◆ **WORK TO COMPLETE**:
Going through the entries below, work out how many lines have the string "remote" in them. Give the number and nothing more.

◆ **LISTED RECORDS**:
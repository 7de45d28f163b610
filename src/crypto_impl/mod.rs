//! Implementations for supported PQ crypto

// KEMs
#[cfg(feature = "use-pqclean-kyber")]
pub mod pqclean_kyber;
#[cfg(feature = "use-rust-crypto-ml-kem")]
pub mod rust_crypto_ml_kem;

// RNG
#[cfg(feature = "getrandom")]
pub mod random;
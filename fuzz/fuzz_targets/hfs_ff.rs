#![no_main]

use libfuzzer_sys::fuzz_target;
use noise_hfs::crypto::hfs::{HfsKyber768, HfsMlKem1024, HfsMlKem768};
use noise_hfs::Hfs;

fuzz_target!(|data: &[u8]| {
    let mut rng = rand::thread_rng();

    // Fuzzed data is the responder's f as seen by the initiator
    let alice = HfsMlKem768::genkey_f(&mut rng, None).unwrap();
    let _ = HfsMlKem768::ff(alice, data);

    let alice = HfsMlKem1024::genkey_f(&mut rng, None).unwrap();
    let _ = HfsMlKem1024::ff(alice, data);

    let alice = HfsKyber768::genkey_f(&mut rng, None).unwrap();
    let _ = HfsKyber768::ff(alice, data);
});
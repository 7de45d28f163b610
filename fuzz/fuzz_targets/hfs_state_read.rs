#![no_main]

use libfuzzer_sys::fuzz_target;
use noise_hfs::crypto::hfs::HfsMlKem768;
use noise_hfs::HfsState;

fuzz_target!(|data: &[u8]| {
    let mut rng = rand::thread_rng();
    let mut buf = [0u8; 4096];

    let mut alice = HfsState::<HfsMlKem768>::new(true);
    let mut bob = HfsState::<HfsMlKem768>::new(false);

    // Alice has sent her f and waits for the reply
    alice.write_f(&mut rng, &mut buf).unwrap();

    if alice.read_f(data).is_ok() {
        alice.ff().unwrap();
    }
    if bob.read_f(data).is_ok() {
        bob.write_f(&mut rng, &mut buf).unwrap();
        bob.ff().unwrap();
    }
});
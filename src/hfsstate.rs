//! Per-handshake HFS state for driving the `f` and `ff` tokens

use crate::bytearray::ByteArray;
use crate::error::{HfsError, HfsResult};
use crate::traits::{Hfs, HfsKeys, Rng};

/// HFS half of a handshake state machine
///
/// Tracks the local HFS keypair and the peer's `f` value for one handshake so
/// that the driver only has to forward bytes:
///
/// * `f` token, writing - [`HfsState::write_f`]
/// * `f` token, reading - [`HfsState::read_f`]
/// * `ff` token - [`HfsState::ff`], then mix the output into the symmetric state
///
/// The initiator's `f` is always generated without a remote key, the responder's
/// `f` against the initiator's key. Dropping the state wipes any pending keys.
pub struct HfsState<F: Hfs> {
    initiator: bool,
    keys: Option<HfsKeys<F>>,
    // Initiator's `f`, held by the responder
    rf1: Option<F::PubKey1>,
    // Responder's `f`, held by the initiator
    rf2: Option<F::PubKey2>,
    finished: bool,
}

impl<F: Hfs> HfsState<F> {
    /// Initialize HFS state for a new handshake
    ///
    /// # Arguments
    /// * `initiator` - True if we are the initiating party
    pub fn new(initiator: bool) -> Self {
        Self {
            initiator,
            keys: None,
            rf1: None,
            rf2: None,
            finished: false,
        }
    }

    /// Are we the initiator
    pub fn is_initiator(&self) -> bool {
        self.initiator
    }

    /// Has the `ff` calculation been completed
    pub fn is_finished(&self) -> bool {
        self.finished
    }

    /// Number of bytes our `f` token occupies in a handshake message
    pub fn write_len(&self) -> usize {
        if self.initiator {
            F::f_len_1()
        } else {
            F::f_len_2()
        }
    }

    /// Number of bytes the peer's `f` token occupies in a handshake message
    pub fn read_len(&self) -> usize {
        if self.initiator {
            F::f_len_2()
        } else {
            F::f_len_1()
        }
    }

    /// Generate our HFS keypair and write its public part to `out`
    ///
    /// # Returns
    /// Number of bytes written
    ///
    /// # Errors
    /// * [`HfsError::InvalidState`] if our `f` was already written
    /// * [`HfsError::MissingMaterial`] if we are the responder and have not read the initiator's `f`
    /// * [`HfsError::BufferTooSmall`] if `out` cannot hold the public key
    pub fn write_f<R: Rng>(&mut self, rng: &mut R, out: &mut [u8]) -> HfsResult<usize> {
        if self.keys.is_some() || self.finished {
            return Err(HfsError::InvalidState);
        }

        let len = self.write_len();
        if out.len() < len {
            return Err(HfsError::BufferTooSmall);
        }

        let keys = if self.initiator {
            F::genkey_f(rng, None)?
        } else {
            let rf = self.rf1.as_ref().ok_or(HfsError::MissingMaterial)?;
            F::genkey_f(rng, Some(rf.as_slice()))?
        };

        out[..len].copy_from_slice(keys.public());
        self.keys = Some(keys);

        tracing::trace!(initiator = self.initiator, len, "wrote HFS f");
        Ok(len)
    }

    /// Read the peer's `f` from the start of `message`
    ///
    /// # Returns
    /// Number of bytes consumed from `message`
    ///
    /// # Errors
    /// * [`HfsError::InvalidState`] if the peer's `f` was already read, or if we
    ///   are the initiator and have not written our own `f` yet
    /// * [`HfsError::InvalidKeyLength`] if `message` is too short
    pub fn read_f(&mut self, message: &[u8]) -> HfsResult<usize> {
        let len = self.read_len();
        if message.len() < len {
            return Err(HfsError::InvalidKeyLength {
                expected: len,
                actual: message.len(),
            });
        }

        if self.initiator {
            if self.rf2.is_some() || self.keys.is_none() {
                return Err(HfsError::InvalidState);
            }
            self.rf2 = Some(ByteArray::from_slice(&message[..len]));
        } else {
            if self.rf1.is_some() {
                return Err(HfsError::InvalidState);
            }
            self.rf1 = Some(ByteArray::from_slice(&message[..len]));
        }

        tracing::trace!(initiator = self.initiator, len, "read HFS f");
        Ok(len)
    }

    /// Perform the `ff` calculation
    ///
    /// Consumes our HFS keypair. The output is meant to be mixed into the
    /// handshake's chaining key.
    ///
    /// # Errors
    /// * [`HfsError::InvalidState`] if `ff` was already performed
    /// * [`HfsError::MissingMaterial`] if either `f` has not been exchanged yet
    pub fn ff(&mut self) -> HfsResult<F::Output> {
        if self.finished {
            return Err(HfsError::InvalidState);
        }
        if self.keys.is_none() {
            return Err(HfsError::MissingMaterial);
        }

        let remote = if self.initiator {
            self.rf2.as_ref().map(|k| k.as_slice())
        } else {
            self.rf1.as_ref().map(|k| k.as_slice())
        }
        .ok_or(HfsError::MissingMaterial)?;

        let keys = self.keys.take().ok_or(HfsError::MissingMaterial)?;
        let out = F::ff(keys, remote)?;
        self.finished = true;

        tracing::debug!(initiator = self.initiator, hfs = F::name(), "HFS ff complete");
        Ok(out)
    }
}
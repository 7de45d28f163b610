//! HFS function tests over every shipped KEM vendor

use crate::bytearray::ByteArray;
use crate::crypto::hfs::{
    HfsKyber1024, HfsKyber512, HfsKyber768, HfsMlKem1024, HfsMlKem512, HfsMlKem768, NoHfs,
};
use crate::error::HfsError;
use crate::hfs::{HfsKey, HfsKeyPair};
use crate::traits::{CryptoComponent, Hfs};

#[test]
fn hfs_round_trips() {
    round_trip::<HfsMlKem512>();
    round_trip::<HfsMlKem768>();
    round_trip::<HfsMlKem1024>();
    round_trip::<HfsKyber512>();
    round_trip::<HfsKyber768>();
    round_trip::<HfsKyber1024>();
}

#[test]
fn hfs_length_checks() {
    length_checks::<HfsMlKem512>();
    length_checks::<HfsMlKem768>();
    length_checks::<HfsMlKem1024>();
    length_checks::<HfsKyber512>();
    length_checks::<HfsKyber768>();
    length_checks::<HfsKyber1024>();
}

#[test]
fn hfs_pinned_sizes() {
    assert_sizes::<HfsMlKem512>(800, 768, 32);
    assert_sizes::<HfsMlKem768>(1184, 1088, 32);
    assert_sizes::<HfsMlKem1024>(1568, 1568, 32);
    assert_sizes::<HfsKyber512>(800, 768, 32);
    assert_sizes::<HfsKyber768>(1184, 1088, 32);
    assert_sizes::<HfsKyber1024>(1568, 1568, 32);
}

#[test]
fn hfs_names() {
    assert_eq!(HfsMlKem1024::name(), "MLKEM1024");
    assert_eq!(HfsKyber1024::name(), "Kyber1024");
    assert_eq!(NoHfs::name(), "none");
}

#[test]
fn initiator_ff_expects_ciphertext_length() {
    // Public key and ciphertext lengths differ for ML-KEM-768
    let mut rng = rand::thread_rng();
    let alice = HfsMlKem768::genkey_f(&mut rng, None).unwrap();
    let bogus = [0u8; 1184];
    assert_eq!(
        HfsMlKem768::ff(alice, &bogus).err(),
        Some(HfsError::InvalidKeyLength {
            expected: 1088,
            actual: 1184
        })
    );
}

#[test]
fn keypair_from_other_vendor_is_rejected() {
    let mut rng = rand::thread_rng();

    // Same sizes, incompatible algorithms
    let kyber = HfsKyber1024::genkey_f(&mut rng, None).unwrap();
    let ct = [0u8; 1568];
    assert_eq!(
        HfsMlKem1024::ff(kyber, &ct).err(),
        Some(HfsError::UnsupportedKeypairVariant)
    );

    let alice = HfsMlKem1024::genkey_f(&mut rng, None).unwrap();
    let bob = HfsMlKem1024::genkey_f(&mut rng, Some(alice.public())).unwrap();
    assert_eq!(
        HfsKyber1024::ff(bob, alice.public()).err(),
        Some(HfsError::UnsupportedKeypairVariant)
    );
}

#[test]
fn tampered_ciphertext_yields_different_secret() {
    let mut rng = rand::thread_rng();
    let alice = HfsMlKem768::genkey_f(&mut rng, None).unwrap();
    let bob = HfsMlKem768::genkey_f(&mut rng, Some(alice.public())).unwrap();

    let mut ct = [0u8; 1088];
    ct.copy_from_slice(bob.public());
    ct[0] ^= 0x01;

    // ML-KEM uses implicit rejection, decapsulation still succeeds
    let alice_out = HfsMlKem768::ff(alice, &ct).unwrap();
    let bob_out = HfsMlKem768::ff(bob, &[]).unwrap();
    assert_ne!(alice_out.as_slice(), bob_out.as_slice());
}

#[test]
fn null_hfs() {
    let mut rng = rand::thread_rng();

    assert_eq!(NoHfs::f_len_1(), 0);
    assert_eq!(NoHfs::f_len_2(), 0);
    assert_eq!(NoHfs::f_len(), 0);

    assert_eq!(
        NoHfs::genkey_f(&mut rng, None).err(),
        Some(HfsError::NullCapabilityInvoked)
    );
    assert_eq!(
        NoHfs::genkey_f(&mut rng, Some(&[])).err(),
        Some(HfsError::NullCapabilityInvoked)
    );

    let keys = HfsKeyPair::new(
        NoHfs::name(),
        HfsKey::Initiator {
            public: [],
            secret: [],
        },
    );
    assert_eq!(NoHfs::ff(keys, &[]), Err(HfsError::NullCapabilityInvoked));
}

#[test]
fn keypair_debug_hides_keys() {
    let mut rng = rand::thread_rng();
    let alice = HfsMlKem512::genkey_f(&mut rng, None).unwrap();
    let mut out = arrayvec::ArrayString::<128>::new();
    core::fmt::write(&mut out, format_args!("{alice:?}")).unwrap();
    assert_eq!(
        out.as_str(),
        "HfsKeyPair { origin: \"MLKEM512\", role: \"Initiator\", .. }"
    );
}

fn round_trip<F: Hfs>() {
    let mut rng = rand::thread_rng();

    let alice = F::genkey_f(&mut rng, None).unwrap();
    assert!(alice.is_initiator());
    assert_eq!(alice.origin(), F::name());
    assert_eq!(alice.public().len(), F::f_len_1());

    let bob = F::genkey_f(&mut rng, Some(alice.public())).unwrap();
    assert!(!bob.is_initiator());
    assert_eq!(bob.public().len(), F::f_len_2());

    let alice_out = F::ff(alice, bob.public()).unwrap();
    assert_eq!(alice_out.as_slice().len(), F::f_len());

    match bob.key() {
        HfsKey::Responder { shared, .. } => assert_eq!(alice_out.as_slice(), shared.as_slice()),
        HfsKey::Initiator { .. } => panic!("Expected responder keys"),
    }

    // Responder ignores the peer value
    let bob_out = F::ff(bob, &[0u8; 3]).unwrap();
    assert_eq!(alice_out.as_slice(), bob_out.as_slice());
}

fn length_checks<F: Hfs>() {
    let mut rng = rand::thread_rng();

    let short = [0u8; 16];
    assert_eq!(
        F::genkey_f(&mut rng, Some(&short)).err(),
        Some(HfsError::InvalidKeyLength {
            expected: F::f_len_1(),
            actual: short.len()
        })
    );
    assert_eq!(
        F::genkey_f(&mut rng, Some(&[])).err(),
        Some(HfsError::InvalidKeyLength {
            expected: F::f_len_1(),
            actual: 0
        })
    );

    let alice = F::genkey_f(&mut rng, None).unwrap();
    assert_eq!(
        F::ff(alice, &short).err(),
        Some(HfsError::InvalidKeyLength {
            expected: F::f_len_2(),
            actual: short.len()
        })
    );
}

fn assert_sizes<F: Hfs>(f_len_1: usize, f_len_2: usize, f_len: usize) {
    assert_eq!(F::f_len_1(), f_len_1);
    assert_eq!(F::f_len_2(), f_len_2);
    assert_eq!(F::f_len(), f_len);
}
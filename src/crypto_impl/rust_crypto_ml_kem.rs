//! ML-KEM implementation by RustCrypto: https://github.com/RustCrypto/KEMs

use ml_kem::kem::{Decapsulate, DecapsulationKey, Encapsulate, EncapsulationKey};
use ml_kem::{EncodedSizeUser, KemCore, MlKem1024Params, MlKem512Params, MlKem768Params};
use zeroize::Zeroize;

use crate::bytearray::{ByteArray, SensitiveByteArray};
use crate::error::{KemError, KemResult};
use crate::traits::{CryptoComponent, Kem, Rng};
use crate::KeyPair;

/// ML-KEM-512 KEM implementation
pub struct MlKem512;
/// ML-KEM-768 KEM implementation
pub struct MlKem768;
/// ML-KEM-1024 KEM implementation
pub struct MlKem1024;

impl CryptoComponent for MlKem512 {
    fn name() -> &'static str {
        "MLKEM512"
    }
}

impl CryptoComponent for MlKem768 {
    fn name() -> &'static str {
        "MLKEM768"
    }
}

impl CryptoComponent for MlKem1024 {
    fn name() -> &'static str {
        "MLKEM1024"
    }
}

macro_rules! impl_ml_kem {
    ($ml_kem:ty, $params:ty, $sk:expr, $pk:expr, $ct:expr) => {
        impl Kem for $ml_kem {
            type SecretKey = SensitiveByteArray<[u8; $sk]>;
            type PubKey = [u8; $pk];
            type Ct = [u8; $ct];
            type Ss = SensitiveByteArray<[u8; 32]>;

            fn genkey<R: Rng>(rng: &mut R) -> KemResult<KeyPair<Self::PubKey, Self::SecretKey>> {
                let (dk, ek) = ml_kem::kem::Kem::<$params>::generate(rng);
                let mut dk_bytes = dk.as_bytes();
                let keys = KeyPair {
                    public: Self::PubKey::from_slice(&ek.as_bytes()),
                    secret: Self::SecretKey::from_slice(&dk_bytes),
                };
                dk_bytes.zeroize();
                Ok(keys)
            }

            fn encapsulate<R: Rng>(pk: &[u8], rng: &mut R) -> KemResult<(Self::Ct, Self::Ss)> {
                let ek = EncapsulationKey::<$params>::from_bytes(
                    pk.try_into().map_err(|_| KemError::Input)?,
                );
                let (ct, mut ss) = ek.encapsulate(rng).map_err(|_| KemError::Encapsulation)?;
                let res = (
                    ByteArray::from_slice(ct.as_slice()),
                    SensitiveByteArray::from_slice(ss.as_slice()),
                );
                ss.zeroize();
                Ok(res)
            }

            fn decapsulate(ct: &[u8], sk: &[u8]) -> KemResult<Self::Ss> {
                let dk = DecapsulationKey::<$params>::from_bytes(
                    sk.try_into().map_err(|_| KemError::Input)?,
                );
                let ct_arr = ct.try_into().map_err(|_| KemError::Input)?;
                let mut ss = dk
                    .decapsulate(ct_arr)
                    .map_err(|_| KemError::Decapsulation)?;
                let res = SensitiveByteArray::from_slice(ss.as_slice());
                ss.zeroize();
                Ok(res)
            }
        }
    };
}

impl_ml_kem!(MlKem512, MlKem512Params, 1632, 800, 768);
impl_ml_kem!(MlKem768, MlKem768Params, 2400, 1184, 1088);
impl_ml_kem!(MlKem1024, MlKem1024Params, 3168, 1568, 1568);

◆ **SOLUTION FOR THIS PROBLEM**:
3